The Port of Chancay is a shipping terminal located in Chancay, Peru. It was developed by Cosco Shipping Ports Chancay Perú S.A., a corporation made up by Chinese state-owned shipping and logistics company COSCO Shipping Ports in association with the Peruvian company Volcan. The port is part of the Belt and Road Initiative; and according to Peruvian law, it is considered a private port for public use, granting the operator exclusivity to provide port services.

The port is located approximately 60 kilometers north of Lima. A total of 3.5 billion USD will be invested in the construction of the port and its facility. Concerns have been raised about the potential dual use of the port.

The opening of the port of Chancay decongests the Port of Callao, but it has been noted that it does not help the issue of Peruvian port capacity being underdeveloped in the north and south of the country.

== History ==
In 2007, former Peruvian Navy Admiral Juan Ribaudo de la Torre conceived the construction of a substantial commercial port south of the historic Chancay Marina, leading to the establishment of the Chancay Harbor Company (CHP), which would supply the necessary land for the project. In 2011, Ribaudo and his business, in collaboration with Volcano Mining Peru, established the company Chancay Port Terminals (TPCH) to advance the port project, encompassing a multipurpose port terminal and a logistics complex.

In 2019, Volcano Mining and COSCO Shipping announced the execution of a commercial partnership agreement to advance the project. The involvement of the Chinese enterprise facilitated the reconstruction and expansion of the project, encompassing new design, engineering development, building, and operation of a substantial port complex, with a total expenditure anticipated to reach $3 billion. Following COSCO Shipping Ports' capital infusion, the business acquired a 60% stake in the project, leaving Peru's Volcano Mining business's ownership diminished to 40%. Also, the company was renamed from Chancay Port Terminals to Cosco Shipping Ports Chancay Perú S.A.

The first stage of the port was finished by the end of 2024. The port was inaugurated on 14 November 2024 in a ceremony attended online by Chinese leader Xi Jinping and Peruvian president Dina Boluarte, subsequent to the issuance of the directive by the two chiefs of state to commence port operations. Peruvian Foreign Minister Elmer Schialer previously affirmed that the action was taken for "security reasons". Following the directives from the two heads of state for the port's opening, the COSCO Peru vessel and the New Shanghai vessel commenced unloading operations.

New railways are proposed to serve this port. In July 2025, China and Brazil formally announced an exploration into a railway connecting Chancay to Brazil's Atlantic coast. Chinese contractor Power China will build a new 120km line to connect the port with Peru's central highlands.
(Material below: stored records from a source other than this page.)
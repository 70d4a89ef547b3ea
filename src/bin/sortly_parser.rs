use std::process::ExitCode;
use std::sync::Arc;
use std::thread;
use std::time::Duration;

use camino::Utf8Path;
use clap::{Parser, Subcommand};
use miette::IntoDiagnostic;
use tracing::{info, warn};
use tracing_appender::non_blocking::WorkerGuard;
use tracing_appender::rolling::{RollingFileAppender, Rotation};
use tracing_subscriber::{EnvFilter, fmt};
use tracing_subscriber::layer::SubscriberExt;
use tracing_subscriber::util::SubscriberInitExt;

use sortly_parser::app::{App, Report};
use sortly_parser::config::{CONFIG_FILE_NAME, ConfigLoader, ConfigOverrides, ParserConfig};
use sortly_parser::domain::NameResolution;
use sortly_parser::error::SortlyError;
use sortly_parser::fetch::HttpMediaFetcher;
use sortly_parser::job::{JobStatus, ParseJob, stage_upload};
use sortly_parser::naming::NamingScheme;
use sortly_parser::output::{JsonOutput, OutputMode, print_summary};
use sortly_parser::progress::{ConsoleProgress, ProgressSink};

const LOG_FILE_NAME: &str = "logs.log";

#[derive(Parser)]
#[command(name = "sortly-parser")]
#[command(
    about = "Mirrors the photos of a Sortly export and links them from a rewritten workbook"
)]
#[command(version, author)]
struct Cli {
    /// Port of the upload page
    #[arg(short, long, global = true)]
    port: Option<String>,

    /// Root directory for downloaded photos and output workbooks
    #[arg(short, long = "dir", global = true)]
    dir: Option<String>,

    /// Prefix used to build the public links
    #[arg(short, long, global = true)]
    links: Option<String>,

    /// Sortly export to process
    #[arg(short, long, global = true)]
    file: Option<String>,

    /// Save port, root directory and link prefix to config.cfg
    #[arg(long, global = true)]
    cfg: bool,

    #[arg(long, value_enum, global = true)]
    naming: Option<NamingScheme>,

    /// Reject folders whose name is already used elsewhere in the catalog
    #[arg(long, global = true)]
    unique_names: bool,

    /// Per-request download timeout in seconds
    #[arg(long, global = true)]
    timeout: Option<u64>,

    #[arg(long, global = true)]
    non_interactive: bool,

    #[command(subcommand)]
    command: Option<Command>,
}

#[derive(Subcommand)]
enum Command {
    #[command(about = "Stage a workbook as an upload and parse it as a background job")]
    Upload { file: String },
}

fn main() -> ExitCode {
    if let Err(report) = run() {
        eprintln!("{report:?}");
        if let Some(err) = report.downcast_ref::<SortlyError>() {
            return ExitCode::from(map_exit_code(err));
        }
        return ExitCode::from(1);
    }
    ExitCode::SUCCESS
}

fn map_exit_code(error: &SortlyError) -> u8 {
    match error {
        SortlyError::InputOpen { .. }
        | SortlyError::InvalidConfig(_)
        | SortlyError::InvalidPort(_)
        | SortlyError::ConfigRead(_)
        | SortlyError::ConfigParse(_) => 2,
        SortlyError::PersistFailure { .. } => 3,
        _ => 1,
    }
}

// Logs go to stderr and, when it can be opened, to `logs.log` in the working directory.
// The returned guard flushes the file writer when dropped.
fn init_tracing() -> Option<WorkerGuard> {
    let appender = RollingFileAppender::builder()
        .rotation(Rotation::NEVER)
        .filename_prefix(LOG_FILE_NAME)
        .build(".");
    let (file_layer, guard, file_error) = match appender {
        Ok(appender) => {
            let (writer, guard) = tracing_appender::non_blocking(appender);
            let layer = fmt::layer().with_ansi(false).with_writer(writer);
            (Some(layer), Some(guard), None)
        }
        Err(err) => (None, None, Some(err)),
    };

    tracing_subscriber::registry()
        .with(EnvFilter::try_from_default_env().unwrap_or_else(|_| EnvFilter::new("info")))
        .with(fmt::layer().with_target(false).with_writer(std::io::stderr))
        .with(file_layer)
        .init();
    if let Some(err) = file_error {
        warn!("not writing {LOG_FILE_NAME}: {err}");
    }
    guard
}

fn run() -> miette::Result<()> {
    let _log_guard = init_tracing();

    let cli = Cli::parse();
    let output_mode = if cli.non_interactive {
        OutputMode::NonInteractive
    } else {
        OutputMode::Interactive
    };

    let config_path = Utf8Path::new(CONFIG_FILE_NAME);
    let file_config = match ConfigLoader::read(config_path) {
        Ok(file) => file,
        Err(err) => {
            warn!("ignoring {CONFIG_FILE_NAME}: {err}");
            None
        }
    };
    let overrides = ConfigOverrides {
        port: cli.port,
        root_folder: cli.dir,
        root_links: cli.links,
        file_path: cli.file,
        save_config: cli.cfg,
        naming: cli.naming,
        resolution: cli.unique_names.then_some(NameResolution::UniqueNames),
        timeout_secs: cli.timeout,
    };
    let mut config = ConfigLoader::resolve(file_config, overrides)?;

    info!("link prefix is \"{}\"", config.root_links);
    info!("root folder is \"{}\"", config.root_folder);

    if config.save_config {
        ConfigLoader::write(config_path, &config)?;
        info!("configuration saved to {CONFIG_FILE_NAME}");
    }

    let fetcher = HttpMediaFetcher::new(config.request_timeout)?;
    let app = App::new(fetcher);

    let report = match cli.command {
        Some(Command::Upload { file }) => {
            let bytes = std::fs::read(&file).into_diagnostic()?;
            let file_name = Utf8Path::new(&file).file_name().unwrap_or(file.as_str());
            config.file_path = Some(stage_upload(&config, file_name, &bytes)?);
            run_job(app, config, output_mode)?
        }
        None => {
            if config.file_path.is_none() {
                return Err(miette::Report::msg(
                    "no input file (try `sortly-parser --file <export.xlsx>`)",
                ));
            }
            info!("file mode is on");
            match output_mode {
                OutputMode::Interactive => app.run(&config, &ConsoleProgress::new())?,
                OutputMode::NonInteractive => app.run(&config, &JsonOutput)?,
            }
        }
    };

    match output_mode {
        OutputMode::Interactive => print_summary(&report),
        OutputMode::NonInteractive => JsonOutput::print_report(&report).into_diagnostic()?,
    }
    Ok(())
}

fn run_job(
    app: App<HttpMediaFetcher>,
    config: ParserConfig,
    output_mode: OutputMode,
) -> miette::Result<Report> {
    let sink: Arc<dyn ProgressSink> = match output_mode {
        OutputMode::Interactive => Arc::new(ConsoleProgress::new()),
        OutputMode::NonInteractive => Arc::new(JsonOutput),
    };
    let job = ParseJob::spawn(app, config, sink)?;
    info!(input = %job.input(), "parse job started");
    while !job.is_finished() {
        thread::sleep(Duration::from_millis(200));
    }
    match job.status() {
        JobStatus::Finished(_) => info!("parse job finished"),
        JobStatus::Failed(reason) => warn!("parse job failed: {reason}"),
        JobStatus::Running => {}
    }
    Ok(job.wait()?)
}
In February 2026, the US State Department warned that China's control of the port threatened Peru's sovereignty after a Peruvian court ruling that prevented local regulators from overseeing the port.

== Capacity ==
In the first expansion phase, around one million containers can be handled per year.

The port of Chancay possesses significant advantages compared to other ports in the South Pacific: a natural draft of 17.8 meters (58.4 feet) and a strategic geographic position on Peru's central coast, in proximity to the Port of Callao, Jorge Chávez International Airport, and the Initiative for the Integration of the Regional Infrastructure of South America, as well as the Central Amazonian Interoceanic Corridor, which is designed to accommodate vessels with capacities exceeding 18,000 TEUs. Similarly, the initial phase will comprise four jetties with a length of 400 meters.

The port project comprises three elements: the port operations zone, designated for embarkation activities. The alternative is the entry complex, which will encompass the vehicle port, entry gate, customs inspection area, administrative offices, logistics and support services area, and the interconnecting tunnel with the Pan-American Highway. The primary operational objective for port construction is to facilitate the transportation of about 1 million TEUs and a total of 6 million cargo items annually.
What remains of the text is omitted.